● **THE TASK**: The full set of entries below should be transcribed exactly.

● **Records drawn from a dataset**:
>>>
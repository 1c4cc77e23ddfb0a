// ============================================================================
// Menu Core - Menu Service
// File: crates/menu-core/src/services/menu_service.rs
// ============================================================================
//! Draws a menu: fetch, assemble, mark the active path

use std::sync::Arc;
use tracing::{debug, info};

use crate::domain::{MenuItemRecord, MenuSnapshot, RenderedMenu};
use crate::error::DomainError;
use crate::repositories::MenuRepository;
use crate::routing::UrlResolver;
use crate::tree::{build_tree, mark_active};

/// Menu rendering service. Every call builds its own forest.
pub struct MenuService<R: MenuRepository, U: UrlResolver> {
    menu_repo: Arc<R>,
    resolver: Arc<U>,
    placeholder_href: String,
}

impl<R: MenuRepository, U: UrlResolver> MenuService<R, U> {
    pub fn new(menu_repo: Arc<R>, resolver: Arc<U>, placeholder_href: String) -> Self {
        Self {
            menu_repo,
            resolver,
            placeholder_href,
        }
    }

    /// Build the annotated tree for `menu_name`.
    ///
    /// Without a request path nothing is marked active or expanded.
    pub async fn draw_menu(
        &self,
        menu_name: &str,
        request_path: Option<&str>,
    ) -> Result<RenderedMenu, DomainError> {
        let MenuSnapshot { menu, items } = self.menu_repo.fetch_items(menu_name).await?;

        if items.is_empty() {
            info!("Menu {} has no items", menu_name);
            return Ok(RenderedMenu {
                menu: None,
                roots: Vec::new(),
                current_path: request_path.map(str::to_string),
                current_route: None,
            });
        }

        let item_count = items.len();
        let mut roots = build_tree(items);
        debug!("Built menu {} with {} items and {} roots", menu_name, item_count, roots.len());

        let mut current_route = None;
        if let Some(path) = request_path {
            current_route = self.resolver.resolve_current_route(path);
            match mark_active(&mut roots, current_route.as_deref(), Some(path)) {
                Some(trail) => debug!("Active item in menu {} at depth {}", menu_name, trail.len()),
                None => debug!("No active item in menu {} for path {}", menu_name, path),
            }
        }

        Ok(RenderedMenu {
            menu,
            roots,
            current_path: request_path.map(str::to_string),
            current_route,
        })
    }

    /// Href to render for an item
    pub fn href(&self, item: &MenuItemRecord) -> String {
        item.effective_url(self.resolver.as_ref(), &self.placeholder_href)
    }
}
//! # Menu Core
//! 
//! Domain entities, tree assembly, active-path marking, route resolution,
//! and repository traits for the menu application.

pub mod domain;
pub mod tree;
pub mod routing;
pub mod services;
pub mod repositories;
pub mod error;

// Re-export domain entities
pub use domain::*;
pub use error::DomainError;
pub use routing::{RouteTable, UrlResolver};
pub use tree::{build_tree, mark_active};
use std::net::SocketAddr;
use std::sync::Arc;

use tower_http::{
    cors::CorsLayer,
    trace::{DefaultMakeSpan, TraceLayer},
};
use tracing::{error, info};

use menu_api::{build_router, AppState};
use menu_core::routing::RouteTable;
use menu_core::services::MenuService;
use menu_infrastructure::database::{connection, PgMenuRepository};
use menu_shared::config::AppConfig;

#[tokio::main]
async fn main() -> anyhow::Result<()> {
    // Load .env
    dotenvy::dotenv().ok();

    // Initialize telemetry
    menu_shared::telemetry::init_telemetry();

    info!("Menu Server starting...");

    // Load configuration
    let config = match AppConfig::load() {
        Ok(c) => c,
        Err(e) => {
            error!("Failed to load configuration: {}", e);
            std::process::exit(1);
        }
    };

    // Route table for path resolution and reverse lookups
    let routes = RouteTable::new(&config.routes)?;
    info!("Loaded {} named routes", routes.len());

    // Connect to Database
    info!("Connecting to database...");
    let pool = connection::create_pool(
        &config.database.url,
        config.database.max_connections,
        config.database.min_connections,
    )
    .await?;
    info!("Database connection established.");

    if config.database.run_migrations {
        connection::run_migrations(&pool).await?;
    }

    // Create App State
    let menu_service = MenuService::new(
        Arc::new(PgMenuRepository::new(pool)),
        Arc::new(routes),
        config.menu.placeholder_href.clone(),
    );
    let state = AppState::new(menu_service);

    // Build router
    let app = build_router(state)
        // CORS
        .layer(CorsLayer::permissive())
        // Tracing
        .layer(
            TraceLayer::new_for_http()
                .make_span_with(DefaultMakeSpan::default().include_headers(true)),
        );

    // Bind address
    let host: std::net::IpAddr = config.app.host.parse()?;
    let addr = SocketAddr::from((host, config.app.port));
    info!("Listening on {}", addr);

    // Start server
    let listener = tokio::net::TcpListener::bind(addr).await?;
    axum::serve(listener, app).await?;

    Ok(())
}
//! Store snapshot and render output

use serde::Serialize;

use super::{Menu, MenuItemRecord, MenuNode};

/// Everything the store returns for one menu name, fetched in one query.
#[derive(Debug, Clone, Default, PartialEq, Eq)]
pub struct MenuSnapshot {
    pub menu: Option<Menu>,
    pub items: Vec<MenuItemRecord>,
}

impl MenuSnapshot {
    pub fn empty() -> Self {
        Self::default()
    }

    pub fn is_empty(&self) -> bool {
        self.items.is_empty()
    }
}

/// Annotated forest handed to the templating layer
#[derive(Debug, Clone, Serialize)]
pub struct RenderedMenu {
    pub menu: Option<Menu>,
    pub roots: Vec<MenuNode>,
    pub current_path: Option<String>,
    pub current_route: Option<String>,
}

impl RenderedMenu {
    pub fn active_node(&self) -> Option<&MenuNode> {
        let mut found = None;
        for root in &self.roots {
            root.walk(&mut |node| {
                if found.is_none() && node.active {
                    found = Some(node);
                }
            });
        }
        found
    }

    pub fn node_count(&self) -> usize {
        self.roots.iter().map(MenuNode::count).sum()
    }
}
<<<
● **FINISHED TASK**:
repository 1c4cc77e23ddfb0a
// ============================================================================
// Menu Core - Menu Service
// File: crates/menu-core/src/services/menu_service.rs
// ============================================================================
//! Draws a menu: fetch, assemble, mark the active path

use std::sync::Arc;
use tracing::{debug, info};

use crate::domain::{MenuItemRecord, MenuSnapshot, RenderedMenu};
use crate::error::DomainError;
use crate::repositories::MenuRepository;
use crate::routing::UrlResolver;
use crate::tree::{build_tree, mark_active};

/// Menu rendering service. Every call builds its own forest.
pub struct MenuService<R: MenuRepository, U: UrlResolver> {
    menu_repo: Arc<R>,
    resolver: Arc<U>,
    placeholder_href: String,
}

impl<R: MenuRepository, U: UrlResolver> MenuService<R, U> {
    pub fn new(menu_repo: Arc<R>, resolver: Arc<U>, placeholder_href: String) -> Self {
        Self {
            menu_repo,
            resolver,
            placeholder_href,
        }
    }

    /// Build the annotated tree for `menu_name`.
    ///
    /// Without a request path nothing is marked active or expanded.
    pub async fn draw_menu(
        &self,
        menu_name: &str,
        request_path: Option<&str>,
    ) -> Result<RenderedMenu, DomainError> {
        let MenuSnapshot { menu, items } = self.menu_repo.fetch_items(menu_name).await?;

        if items.is_empty() {
            info!("Menu {} has no items", menu_name);
            return Ok(RenderedMenu {
                menu: None,
                roots: Vec::new(),
                current_path: request_path.map(str::to_string),
                current_route: None,
            });
        }

        let item_count = items.len();
        let mut roots = build_tree(items);
        debug!("Built menu {} with {} items and {} roots", menu_name, item_count, roots.len());

        let mut current_route = None;
        if let Some(path) = request_path {
            current_route = self.resolver.resolve_current_route(path);
            match mark_active(&mut roots, current_route.as_deref(), Some(path)) {
                Some(trail) => debug!("Active item in menu {} at depth {}", menu_name, trail.len()),
                None => debug!("No active item in menu {} for path {}", menu_name, path),
            }
        }

        Ok(RenderedMenu {
            menu,
            roots,
            current_path: request_path.map(str::to_string),
            current_route,
        })
    }

    /// Href to render for an item
    pub fn href(&self, item: &MenuItemRecord) -> String {
        item.effective_url(self.resolver.as_ref(), &self.placeholder_href)
    }
}
//! # Menu Core
//! 
//! Domain entities, tree assembly, active-path marking, route resolution,
//! and repository traits for the menu application.

pub mod domain;
pub mod tree;
pub mod routing;
pub mod services;
pub mod repositories;
pub mod error;

// Re-export domain entities
pub use domain::*;
pub use error::DomainError;
pub use routing::{RouteTable, UrlResolver};
pub use tree::{build_tree, mark_active};
use std::net::SocketAddr;
use std::sync::Arc;

use tower_http::{
    cors::CorsLayer,
    trace::{DefaultMakeSpan, TraceLayer},
};
use tracing::{error, info};

use menu_api::{build_router, AppState};
use menu_core::routing::RouteTable;
use menu_core::services::MenuService;
use menu_infrastructure::database::{connection, PgMenuRepository};
use menu_shared::config::AppConfig;

#[tokio::main]
async fn main() -> anyhow::Result<()> {
    // Load .env
    dotenvy::dotenv().ok();

    // Initialize telemetry
    menu_shared::telemetry::init_telemetry();

    info!("Menu Server starting...");

    // Load configuration
    let config = match AppConfig::load() {
        Ok(c) => c,
        Err(e) => {
            error!("Failed to load configuration: {}", e);
            std::process::exit(1);
        }
    };

    // Route table for path resolution and reverse lookups
    let routes = RouteTable::new(&config.routes)?;
    info!("Loaded {} named routes", routes.len());

    // Connect to Database
    info!("Connecting to database...");
    let pool = connection::create_pool(
        &config.database.url,
        config.database.max_connections,
        config.database.min_connections,
    )
    .await?;
    info!("Database connection established.");

    if config.database.run_migrations {
        connection::run_migrations(&pool).await?;
    }

    // Create App State
    let menu_service = MenuService::new(
        Arc::new(PgMenuRepository::new(pool)),
        Arc::new(routes),
        config.menu.placeholder_href.clone(),
    );
    let state = AppState::new(menu_service);

    // Build router
    let app = build_router(state)
        // CORS
        .layer(CorsLayer::permissive())
        // Tracing
        .layer(
            TraceLayer::new_for_http()
                .make_span_with(DefaultMakeSpan::default().include_headers(true)),
        );

    // Bind address
    let host: std::net::IpAddr = config.app.host.parse()?;
    let addr = SocketAddr::from((host, config.app.port));
    info!("Listening on {}", addr);

    // Start server
    let listener = tokio::net::TcpListener::bind(addr).await?;
    axum::serve(listener, app).await?;

    Ok(())
}
//! Store snapshot and render output

use serde::Serialize;

use super::{Menu, MenuItemRecord, MenuNode};

/// Everything the store returns for one menu name, fetched in one query.
#[derive(Debug, Clone, Default, PartialEq, Eq)]
pub struct MenuSnapshot {
    pub menu: Option<Menu>,
    pub items: Vec<MenuItemRecord>,
}

impl MenuSnapshot {
    pub fn empty() -> Self {
        Self::default()
    }

    pub fn is_empty(&self) -> bool {
        self.items.is_empty()
    }
}

/// Annotated forest handed to the templating layer
#[derive(Debug, Clone, Serialize)]
pub struct RenderedMenu {
    pub menu: Option<Menu>,
    pub roots: Vec<MenuNode>,
    pub current_path: Option<String>,
    pub current_route: Option<String>,
}

impl RenderedMenu {
    pub fn active_node(&self) -> Option<&MenuNode> {
        let mut found = None;
        for root in &self.roots {
            root.walk(&mut |node| {
                if found.is_none() && node.active {
                    found = Some(node);
                }
            });
        }
        found
    }

    pub fn node_count(&self) -> usize {
        self.roots.iter().map(MenuNode::count).sum()
    }
}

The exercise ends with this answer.